Look for the Curve Ball

As a new entrepreneur, you'll face the question of whether a prospect’s business is worth your effort. You're like a hitter at the plate watching a variety of pitches coming your way and trying to decide which ones are worth taking a swing at. Because you need customers, it will be tempting to swing at everything.

Types of pitches (prospects)
The first pitch is a sweet one right in your wheelhouse, which means your solution addresses the prospect’s needs so perfectly that it’s like getting the perfect pitch to hit out of the park. One easy swing and BAM you have a new customer. You barely broke a sweat as a result. These prospects don’t come around often enough.

The next best pitch, which you may see most frequently, comes in a little high and outside. You’ll have to reach a little, but it’s still possible to get some good wood on the ball. Your solution matches most of the prospect’s requirements. With a few adjustments or enhancements, you can address her needs thoroughly. You make the adjustments because

1) you need customers and revenue and

2) you recognize that the adjustments would appeal to other prospects.

Perhaps some of those adjustments can even wait until after the prospect becomes a customer, and you develop a level of trust. You may even come to appreciate this type of pitch more than the “perfect pitch” because you improved your product/service as a result.

You have to give the closest look at the third type of pitch. It is so far over your head that it will smack against the backstop unless you make contact. You can hit this pitch, too, but you’ll probably need a stepladder. The payoff might be sweet in the short term, but is it really worth the effort?

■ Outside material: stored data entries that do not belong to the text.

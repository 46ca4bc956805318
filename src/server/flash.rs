//! One-shot notices carried across a redirect in a short-lived cookie.
//!
//! Handlers pass notices around explicitly: `push` queues one for the next
//! page load, `take` drains the queue when a page renders. There is no
//! ambient request state.

use axum_extra::extract::cookie::{Cookie, CookieJar, SameSite};
use base64::Engine;
use base64::engine::general_purpose::URL_SAFE_NO_PAD;
use serde::{Deserialize, Serialize};

use crate::error::Error;

pub const FLASH_COOKIE: &str = "roomboard_flash";

#[derive(Debug, Clone, Copy, PartialEq, Eq, Serialize, Deserialize)]
#[serde(rename_all = "lowercase")]
pub enum Level {
    Success,
    Info,
    Warning,
    Error,
}

impl Level {
    pub fn as_str(self) -> &'static str {
        match self {
            Level::Success => "success",
            Level::Info => "info",
            Level::Warning => "warning",
            Level::Error => "error",
        }
    }
}

#[derive(Debug, Clone, PartialEq, Serialize, Deserialize)]
pub struct Flash {
    pub level: Level,
    pub message: String,
}

impl Flash {
    pub fn success(message: impl Into<String>) -> Self {
        Self {
            level: Level::Success,
            message: message.into(),
        }
    }

    pub fn info(message: impl Into<String>) -> Self {
        Self {
            level: Level::Info,
            message: message.into(),
        }
    }

    pub fn warning(message: impl Into<String>) -> Self {
        Self {
            level: Level::Warning,
            message: message.into(),
        }
    }

    pub fn error(message: impl Into<String>) -> Self {
        Self {
            level: Level::Error,
            message: message.into(),
        }
    }

    /// User-visible notice for a workflow error. Infrastructure errors yield
    /// `None` and must propagate to the failure handler instead.
    pub fn from_error(err: &Error) -> Option<Flash> {
        match err {
            Error::Authentication => Some(Flash::error("Invalid username or password")),
            Error::DateFormat(_) => {
                Some(Flash::error("Invalid date format in form submission."))
            }
            Error::Validation(message) => Some(Flash::error(message.clone())),
            Error::Conflict { room_id, .. } => Some(Flash::error(format!(
                "Room {room_id} is already booked for this date."
            ))),
            Error::Database(_) | Error::Config(_) => None,
        }
    }
}

fn encode(flashes: &[Flash]) -> String {
    let json = serde_json::to_vec(flashes).unwrap_or_default();
    URL_SAFE_NO_PAD.encode(json)
}

fn decode(raw: &str) -> Vec<Flash> {
    URL_SAFE_NO_PAD
        .decode(raw)
        .ok()
        .and_then(|json| serde_json::from_slice(&json).ok())
        .unwrap_or_default()
}

fn cookie(flashes: &[Flash]) -> Cookie<'static> {
    Cookie::build((FLASH_COOKIE, encode(flashes)))
        .path("/")
        .http_only(true)
        .same_site(SameSite::Lax)
        .build()
}

/// Queues a notice for the next rendered page.
pub fn push(jar: CookieJar, flash: Flash) -> CookieJar {
    let mut pending = jar.get(FLASH_COOKIE).map(|c| decode(c.value())).unwrap_or_default();
    pending.push(flash);
    jar.add(cookie(&pending))
}

/// Drains all pending notices, clearing the cookie.
pub fn take(jar: CookieJar) -> (CookieJar, Vec<Flash>) {
    match jar.get(FLASH_COOKIE) {
        Some(c) => {
            let flashes = decode(c.value());
            let jar = jar.remove(Cookie::build((FLASH_COOKIE, "")).path("/").build());
            (jar, flashes)
        }
        None => (jar, Vec::new()),
    }
}

#[cfg(test)]
mod tests {
    use super::*;

    #[test]
    fn encode_decode_round_trip() {
        let flashes = vec![
            Flash::success("Room 3 booked successfully!"),
            Flash::error("Invalid username or password"),
        ];
        assert_eq!(decode(&encode(&flashes)), flashes);
    }

    #[test]
    fn decode_tolerates_garbage() {
        assert!(decode("not-base64!").is_empty());
        assert!(decode(&URL_SAFE_NO_PAD.encode(b"not json")).is_empty());
    }

    #[test]
    fn push_then_take_drains_in_order() {
        let jar = push(CookieJar::new(), Flash::info("first"));
        let jar = push(jar, Flash::warning("second"));

        let (jar, flashes) = take(jar);
        assert_eq!(flashes.len(), 2);
        assert_eq!(flashes[0].message, "first");
        assert_eq!(flashes[1].level, Level::Warning);

        let (_, rest) = take(jar);
        assert!(rest.is_empty());
    }

    #[test]
    fn infrastructure_errors_have_no_notice() {
        let err = Error::Config("bad".to_string());
        assert!(Flash::from_error(&err).is_none());
    }
}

The pitches headed for the backstop come from clients who would require all sorts of enhancements in order to get exactly what they want. In fact, their requirements may change your offering in a way that bears little resemblance to what it looks like now. On the other hand, you may make a lot more money off this one deal than all the others. It may be a long time, if ever, before the necessary enhancements would benefit your other current prospects. Those changes could even make your product/service less appealing to your regular target group.

You have to decide, particularly in the early days of your company, if you should take a swing at this pitch or let it go by. You will hear a lot prospects say, “Your stuff is nice, but it would be really great for us if it just had (fill in the blank).” Yes, it would be great—for them. But would it be great for your company?

Listen closely to your prospects. Some of their suggestions could have you chasing short-term revenue at the sacrifice of long term potential for your company. However, your prospects will often have legitimate ideas to make your offering better. No one knows their industry better than they do. If their needs have been unmet for a long time, they're also be the needs of their competitors.

If you really listen to what your prospects are saying, and if you are more interested in becoming successful than in simply sticking to your original vision, you'll give your venture a better chance. Certainly, your company may not bear much resemblance to what it was in the beginning, but part of the difference could be a little thing called PROFIT.

Many ventures have changed dramatically from what they started out doing. But they are still in business.